A WISE AND GOOD OLD MAN.

A just judge; by the craft of the law,
Ne'er seduced from its purpose.—Southey.

The room was a private parlor, furnished something like a lawyer's office.

In an ample cushioned chair, beside a large desk laden with books and papers, sat a venerable old gentleman of a portly form, fine features, fresh complexion, and long silvery white hair. He was dressed in jet black cloth and snow-white linen. His whole appearance expressed great power, benevolence, and equanimity.

This was Judge Joseph Ruthven, the learned jurist and eminent philanthropist, who had succeeded the lately deceased judge, on the bench of the criminal court.

He arose, with a suave and stately courtesy, to receive his lady visitor.

As the waiter withdrew and closed the door, Sybil approached the judge, and lifted her veil.

"Sybil, my child! Mrs. Berners!" he said, suppressing with his habitual self-control, the exclamations of astonishment that arose to his lips.

He had been the life-long intimate friend of her father. He had known her from her birth, and in her childhood he had held her on his knee a hundred times. It was horrible to see her there before him, and to foresee what must follow. Who can blame him, if at that moment he wished her thousands of miles away from him, with the ocean rolling between them?

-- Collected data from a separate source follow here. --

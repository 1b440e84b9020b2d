//! Control-cycle report
//!
//! The three values a control cycle surfaces to the operator, plus the
//! fixed-format text rendering the CLI prints.

use serde::{Deserialize, Serialize};
use std::fmt;

use crate::controller::ActuatorState;
use crate::units;

/// Outcome of one boost control cycle
#[derive(Debug, Clone, Serialize, Deserialize)]
pub struct BoostReport {
    /// Commanded boost pressure (bar)
    pub boost_bar: f64,

    /// Torque control valve response
    pub actuator: ActuatorState,

    /// Estimated power gain (hp)
    pub power_hp: f64,
}

impl BoostReport {
    /// Boost pressure converted to PSI
    pub fn boost_psi(&self) -> f64 {
        units::bar_to_psi(self.boost_bar)
    }

    /// Power gain converted to kilowatts
    pub fn power_kw(&self) -> f64 {
        units::hp_to_kw(self.power_hp)
    }
}

impl fmt::Display for BoostReport {
    fn fmt(&self, f: &mut fmt::Formatter<'_>) -> fmt::Result {
        writeln!(f, "{}", self.actuator.message())?;
        writeln!(f, "Turbo Boost Pressure: {:.2} bar", self.boost_bar)?;
        write!(f, "Estimated Power Increase: {:.1} hp", self.power_hp)
    }
}

#[cfg(test)]
mod tests {
    use super::*;

    #[test]
    fn test_display_renders_fixed_lines() {
        let report = BoostReport {
            boost_bar: 1.08,
            actuator: ActuatorState::Holding,
            power_hp: 108.0,
        };
        let text = report.to_string();
        let lines: Vec<&str> = text.lines().collect();
        assert_eq!(lines.len(), 3);
        assert_eq!(
            lines[0],
            "Boost pressure is optimal. Torque control valve is maintaining position."
        );
        assert_eq!(lines[1], "Turbo Boost Pressure: 1.08 bar");
        assert_eq!(lines[2], "Estimated Power Increase: 108.0 hp");
    }

    #[test]
    fn test_unit_accessors() {
        let report = BoostReport {
            boost_bar: 1.0,
            actuator: ActuatorState::Holding,
            power_hp: 100.0,
        };
        assert!((report.boost_psi() - 14.504).abs() < 0.01);
        assert!((report.power_kw() - 74.57).abs() < 0.01);
    }

    #[test]
    fn test_json_round_trip() {
        let report = BoostReport {
            boost_bar: 0.5,
            actuator: ActuatorState::Closing,
            power_hp: 50.0,
        };
        let json = serde_json::to_string(&report).unwrap();
        let back: BoostReport = serde_json::from_str(&json).unwrap();
        assert_eq!(back.actuator, ActuatorState::Closing);
        assert_eq!(back.boost_bar, 0.5);
    }
}
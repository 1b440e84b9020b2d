//! TurboTune command-line interface
//!
//! Thin I/O boundary around the boost controller: reads engine speed and
//! load from flags or interactive prompts, runs one control cycle, and
//! prints the report. Malformed numeric input is rejected and re-prompted
//! here and never reaches the core.

use std::io::{self, BufRead, Write};
use std::path::PathBuf;

use anyhow::{Context, Result};
use clap::Parser;

use turbotune_core::config::BoostTuning;
use turbotune_core::controller::BoostController;

#[derive(Parser, Debug)]
#[command(
    name = "turbotune",
    version,
    about = "Model turbocharger boost-pressure regulation"
)]
struct Args {
    /// Engine speed in RPM (prompts interactively when omitted)
    #[arg(long)]
    speed: Option<f64>,

    /// Engine load in percent (prompts interactively when omitted)
    #[arg(long)]
    load: Option<f64>,

    /// Path to a tuning JSON file (stock tuning when omitted)
    #[arg(long)]
    tuning: Option<PathBuf>,

    /// Print the report as JSON instead of text
    #[arg(long)]
    json: bool,

    /// Also report the boost pressure in PSI
    #[arg(long)]
    psi: bool,
}

fn main() -> Result<()> {
    tracing_subscriber::fmt().with_env_filter("info").init();

    let args = Args::parse();

    let tuning = match &args.tuning {
        Some(path) => {
            tracing::debug!(path = %path.display(), "loading tuning file");
            BoostTuning::from_file(path)
                .with_context(|| format!("failed to load tuning from {}", path.display()))?
        }
        None => BoostTuning::default(),
    };
    let controller = BoostController::new(tuning).context("invalid tuning")?;

    let stdin = io::stdin();
    let mut lines = stdin.lock().lines();
    let engine_speed = match args.speed {
        Some(value) => value,
        None => prompt_number(&mut lines, "Enter Engine Speed (RPM): ")?,
    };
    let engine_load = match args.load {
        Some(value) => value,
        None => prompt_number(&mut lines, "Enter Engine Load (%): ")?,
    };

    let report = controller.run_cycle(engine_speed, engine_load);

    if args.json {
        println!("{}", serde_json::to_string_pretty(&report)?);
    } else {
        println!("{report}");
        if args.psi {
            println!("Turbo Boost Pressure: {:.2} PSI", report.boost_psi());
        }
    }

    Ok(())
}

/// Prompt until the user supplies a parseable number
fn prompt_number(
    lines: &mut impl Iterator<Item = io::Result<String>>,
    prompt: &str,
) -> Result<f64> {
    loop {
        print!("{prompt}");
        io::stdout().flush()?;
        let line = lines
            .next()
            .context("input closed before a value was supplied")??;
        match line.trim().parse::<f64>() {
            Ok(value) => return Ok(value),
            Err(_) => eprintln!("Not a number: '{}'", line.trim()),
        }
    }
}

"I have come, your honor, to give myself up to justice, trusting that justice indeed may be meted out to me," said Sybil, as she sank trembling into the chair that he placed for her. He was scarcely less agitated than herself.

"I am guiltless of the crime with which I stand charged; and I can no longer bear the hiding and hunted life of a criminal! I now freely offer myself for trial, come what will of it! It is better to die a guiltless death than to live an outlawed life!" Sybil repeated, her flesh trembling, but her spirit firm.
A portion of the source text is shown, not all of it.